Aus den Anlagen zum Prüfbericht werde weiter deutlich, dass die Annahme der Antragstellerin, die Kostenberechnung der Antragsgegnerin würde sich auf der Ebene ihres Angebotes bewegen, fehlerhaft sei. Zwischen dem Bestbieter und der vorgenommenen Kostenberechnung liege lediglich eine Differenz von 5 %. Selbst diese Differenz habe im Rahmen des Prüfberichts begründet werden können. Im Ergebnis liege damit kein unangemessen niedriger Angebotspreis vor.

Und schließlich sei von besonderer Bedeutung, dass sich aus dem Prüfbericht nebst Anlagen ergebe, dass die finanzielle Situation der Beigeladenen eine ordnungsgemäße Erfüllung des Auftrages einschließlich der Gewährleistungsarbeiten erwarten lasse. Die vom Bestbieter vorgelegten Bankauskünfte seien im Vergleich zu aus anderen Verfahren bekannten Bankauskünften aussagekräftig und sehr positiv.
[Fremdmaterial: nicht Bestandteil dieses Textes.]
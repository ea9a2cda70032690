use crate::throwable::{ErrorType, Throwable};
use thiserror::Error;

/// 代理分派错误
#[derive(Debug, Error)]
pub enum AopError {
    /// 接口代理上调用了未声明在代理接口上的方法
    #[error("Method '{method}' is not declared on any proxied interface of '{target}'")]
    NotOnProxiedInterface { method: String, target: String },

    /// 目标对象没有该方法的实现
    #[error("No handler for method '{method}' on '{target}'")]
    NoHandler { method: String, target: String },
}

impl From<AopError> for Throwable {
    fn from(error: AopError) -> Self {
        Throwable::from_error(ErrorType::unsupported_operation(), error)
    }
}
Die Beigeladene stellt keinen eigenen Antrag.

Sie nimmt mit anwaltlichen Schriftsatz vom 07.09.2015 zum Verfahren Stellung, indem sie den Vortrag der Antragsgegnerin in Bezug auf die nicht bieterschützende Wirkung des § 16 Abs. 6 VOB/A-EG, auf die nicht dargelegte bzw. ersichtliche Marktverdrängungsabsicht der Beigeladenen und in Bezug auf die detaillierte Angebotsaufklärung der Antragsgegnerin die zum Ergebnis gehabt habe, dass ihr Angebot nicht unangemessen niedrig sei, unterstützt und ergänzt.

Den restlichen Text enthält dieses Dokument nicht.